Titanium white, also Pigment White 6 or CI 77891, is a family of white pigments composed primarily of titanium dioxide. It is the most widely used white pigment in contemporary artistic applications because of its affordability, low toxicity, and high hiding power. Though the term titanium white most often refers to pigments containing titanium dioxide, it can also describe any white pigment that contains a titanium compound (e.g. zinc titanate, barium titanate, potassium titanate, titanium lithopone, titanium silicate).

== History ==
Titanium dioxide (TiO_{2}) is a bright white substance first named and created in a laboratory in the mid-19th century. It was initially used as a pigment in the ceramic arts for yellow glazes later in the century, and by the 1890s artists started to use white mixtures containing the compound.

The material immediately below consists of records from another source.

//! Cookie-gated visibility of hidden routes.

use std::collections::BTreeSet;
use std::sync::Arc;

use axum::{
    extract::{MatchedPath, Request, State},
    http::{header::COOKIE, HeaderMap, StatusCode},
    middleware::Next,
    response::Response,
};

use crate::config::DocsConfig;

pub const DEFAULT_COOKIE_NAME: &str = "swagger-show";
pub const DEFAULT_PASSWORD: &str = "password";

/// Which routes are hidden and what reveals them.
#[derive(Debug, Clone)]
pub struct DocsVisibility {
    cookie_name: String,
    password: String,
    hidden: BTreeSet<String>,
}

impl DocsVisibility {
    pub fn new(cookie_name: impl Into<String>, password: impl Into<String>) -> Self {
        Self {
            cookie_name: cookie_name.into(),
            password: password.into(),
            hidden: BTreeSet::new(),
        }
    }

    pub fn from_config(config: &DocsConfig) -> Self {
        config
            .hidden_routes
            .iter()
            .fold(Self::new(&config.cookie_name, &config.password), |v, route| v.hide(route))
    }

    /// Mark `route` (exact path or route template) as hidden.
    pub fn hide(mut self, route: impl Into<String>) -> Self {
        self.hidden.insert(route.into());
        self
    }

    pub fn is_hidden(&self, route: &str) -> bool {
        self.hidden.contains(route)
    }

    pub fn cookie_name(&self) -> &str {
        &self.cookie_name
    }

    /// True when any `Cookie` header carries `<cookie_name>=<password>`.
    pub fn is_revealed(&self, headers: &HeaderMap) -> bool {
        headers
            .get_all(COOKIE)
            .iter()
            .filter_map(|value| value.to_str().ok())
            .flat_map(|value| value.split(';'))
            .filter_map(|pair| pair.trim().split_once('='))
            .any(|(name, value)| name.trim() == self.cookie_name && value.trim() == self.password)
    }

    /// Filter a documentation listing for the caller identified by `headers`.
    pub fn visible_routes<'a, I>(&self, routes: I, headers: &HeaderMap) -> Vec<&'a str>
    where
        I: IntoIterator<Item = &'a str>,
    {
        let revealed = self.is_revealed(headers);
        routes
            .into_iter()
            .filter(|route| revealed || !self.is_hidden(route))
            .collect()
    }
}

impl Default for DocsVisibility {
    fn default() -> Self {
        Self::new(DEFAULT_COOKIE_NAME, DEFAULT_PASSWORD)
    }
}

/// Middleware answering 404 on hidden routes unless the reveal cookie is present.
pub async fn hide_unless_revealed(
    State(visibility): State<Arc<DocsVisibility>>,
    request: Request,
    next: Next,
) -> Result<Response, StatusCode> {
    let hidden = request
        .extensions()
        .get::<MatchedPath>()
        .map(|matched| visibility.is_hidden(matched.as_str()))
        .unwrap_or(false)
        || visibility.is_hidden(request.uri().path());

    if hidden && !visibility.is_revealed(request.headers()) {
        tracing::debug!(path = %request.uri().path(), "Hidden route requested without reveal cookie");
        return Err(StatusCode::NOT_FOUND);
    }

    Ok(next.run(request).await)
}
//! A single `service:route` identifier.

use std::fmt;

/// One hop in a call sequence, of the form `"<service>:<route>"`.
#[derive(Debug, Clone, PartialEq, Eq, Hash)]
pub struct CallSequenceEntry(String);

impl CallSequenceEntry {
    /// Build the identifier for a call made by `service` while serving `route`.
    pub fn new(service: &str, route: &str) -> Self {
        Self(format!("{}:{}", service, route))
    }

    /// Wrap an entry read off the wire as-is.
    pub fn from_raw(raw: impl Into<String>) -> Self {
        Self(raw.into())
    }

    pub fn as_str(&self) -> &str {
        &self.0
    }
}

impl fmt::Display for CallSequenceEntry {
    fn fmt(&self, f: &mut fmt::Formatter<'_>) -> fmt::Result {
        f.write_str(&self.0)
    }
}

impl AsRef<str> for CallSequenceEntry {
    fn as_ref(&self) -> &str {
        &self.0
    }
}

Industrial adoption of titanium dioxide in the early 20th century depended on improvements in pigment processing, including refining and grinding techniques that made the compound suitable for stable dispersion in oil-based paints.

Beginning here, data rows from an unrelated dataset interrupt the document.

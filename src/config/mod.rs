//! Configuration management subsystem.
//!
//! # Data Flow
//! ```text
//! config file (TOML)
//!     → loader.rs (parse, flatten, apply SVC_* environment overrides)
//!     → validation.rs (semantic checks)
//!     → AppConfig (typed sections) + Configuration (flat "Service:Key" view)
//!     → SharedConfiguration handed to every service client
//!
//! On file change:
//!     watcher.rs detects change
//!     → loader.rs loads new config
//!     → atomic swap inside SharedConfiguration
//!     → clients resolve base URLs from the new snapshot on their next call
//! ```
//!
//! # Design Decisions
//! - A missing base URL is a call-time error, not a startup error
//! - All typed fields have defaults to allow minimal configs
//! - Validation separates syntactic (serde) from semantic checks

pub mod loader;
pub mod schema;
pub mod shared;
pub mod validation;
pub mod watcher;

pub use loader::{load_config, ConfigError, LoadedConfig};
pub use schema::{AppConfig, Configuration, DocsConfig, HelperSettings, RelayConfig};
pub use shared::SharedConfiguration;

According to a report spoken by Noel Heaton at a meeting of the Royal Society for the Encouragement of Arts, Manufactures and Commerce the first use of titanium compounds as pigments seemed to have been made by Dr. John Overton around 1870. Titanium dioxide became dominant in the paint industry because it had significantly higher tinting strength and hiding power than earlier white pigments such as lead white and zinc white. This meant manufacturers needed less pigment to achieve the same level of coverage, making it more economically efficient for large-scale industrial paint production. These properties helped drive its adoption in the early 20th century. The pigment was further developed for industrial use in the 1910s by the Titanium Pigment Company in the United States and the Titan Company in Norway, each working independently. The two manufactures cross-licensed their patents in 1920. By the late 1920s, titanium and zinc white had unseated lead white as the dominant product in the market for white pigment. Most art supply companies now explicitly advise that titanium white should be used instead of lead white for safety reasons.

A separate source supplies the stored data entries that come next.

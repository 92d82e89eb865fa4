//! The HTTP execution seam.
//!
//! # Responsibilities
//! - Define the request a dispatcher hands to the transport
//! - Perform the exchange and return the raw response body
//! - Map transport failures onto [`HttpError`]
//!
//! # Design Decisions
//! - The trait is object safe and body-agnostic; JSON (de)serialization
//!   happens in the dispatcher so the executor can be swapped in tests
//! - Non-success statuses are errors carrying the response body
//! - Timeout is per request, never a client-wide setting

use std::time::{Duration, Instant};

use async_trait::async_trait;
use reqwest::header::{AUTHORIZATION, CONTENT_TYPE};
use reqwest::{Client, Method};

use crate::client::options::Auth;
use crate::config::HelperSettings;
use crate::error::{HttpError, HttpResult};

/// A fully resolved outbound call.
#[derive(Debug, Clone)]
pub struct OutboundRequest {
    pub method: Method,
    /// Absolute URL without the query parameters.
    pub url: String,
    /// Query parameters in order; keys may repeat.
    pub query: Vec<(String, String)>,
    /// Headers in order; names may repeat.
    pub headers: Vec<(String, String)>,
    pub auth: Option<Auth>,
    pub timeout: Duration,
    /// Serialized JSON body, POST only.
    pub body: Option<String>,
}

/// Performs an outbound HTTP exchange.
#[async_trait]
pub trait JsonExecutor: Send + Sync {
    /// Execute `request` and return the response body on a 2xx status.
    async fn execute(&self, request: OutboundRequest) -> HttpResult<String>;
}

/// [`JsonExecutor`] backed by a shared, pooled `reqwest::Client`.
#[derive(Debug, Clone)]
pub struct ReqwestExecutor {
    client: Client,
}

impl ReqwestExecutor {
    pub fn new(client: Client) -> Self {
        Self { client }
    }

    /// Build the underlying transport from helper settings.
    pub fn from_settings(settings: &HelperSettings) -> HttpResult<Self> {
        let client = Client::builder()
            .user_agent(settings.user_agent.clone())
            .connect_timeout(Duration::from_millis(settings.connect_timeout_ms))
            .pool_idle_timeout(Duration::from_secs(settings.pool_idle_timeout_secs))
            .build()
            .map_err(|e| HttpError::Transport(format!("failed to build HTTP client: {}", e)))?;
        Ok(Self::new(client))
    }

    pub fn client(&self) -> &Client {
        &self.client
    }
}

#[async_trait]
impl JsonExecutor for ReqwestExecutor {
    async fn execute(&self, request: OutboundRequest) -> HttpResult<String> {
        let start = Instant::now();
        let timeout_ms = request.timeout.as_millis() as u64;

        let mut builder = self
            .client
            .request(request.method.clone(), &request.url)
            .timeout(request.timeout);

        if !request.query.is_empty() {
            builder = builder.query(&request.query);
        }
        for (name, value) in &request.headers {
            builder = builder.header(name.as_str(), value.as_str());
        }
        builder = match &request.auth {
            Some(Auth::Bearer(token)) => builder.bearer_auth(token),
            Some(Auth::Basic { user, password }) => builder.basic_auth(user, Some(password)),
            Some(Auth::Scheme { scheme, parameter }) => {
                builder.header(AUTHORIZATION, format!("{} {}", scheme, parameter))
            }
            None => builder,
        };
        if let Some(body) = request.body {
            builder = builder.header(CONTENT_TYPE, "application/json").body(body);
        }

        let response = builder
            .send()
            .await
            .map_err(|e| map_reqwest_error(e, timeout_ms))?;
        let status = response.status();
        let text = response
            .text()
            .await
            .map_err(|e| map_reqwest_error(e, timeout_ms))?;

        tracing::debug!(
            method = %request.method,
            url = %request.url,
            status = status.as_u16(),
            elapsed_ms = start.elapsed().as_millis() as u64,
            "Outbound call completed"
        );

        if !status.is_success() {
            return Err(HttpError::Status {
                status: status.as_u16(),
                body: text,
            });
        }
        Ok(text)
    }
}

fn map_reqwest_error(err: reqwest::Error, timeout_ms: u64) -> HttpError {
    if err.is_timeout() {
        HttpError::Timeout(timeout_ms)
    } else if err.is_decode() {
        HttpError::Serialization(err.to_string())
    } else {
        HttpError::Transport(err.to_string())
    }
}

== Visual characteristics ==
Titanium white provides greater hiding power and tinting strength than any other white pigment. Titanium white was initially more expensive to produce than lead white, but its superior hiding power soon made it a more economical choice because smaller quantities were required to achieve the same degree of opacity.

== Notable occurrences ==
Titanium white featured regularly in the palette of Arthur Dove, who was among its earliest adopters in the 1920s, as well as Bob Ross in The Joy of Painting, decades later. It has also been identified in the work of Thomas Hart Benton, Diego Rivera, Pablo Picasso, and Jackson Pollock.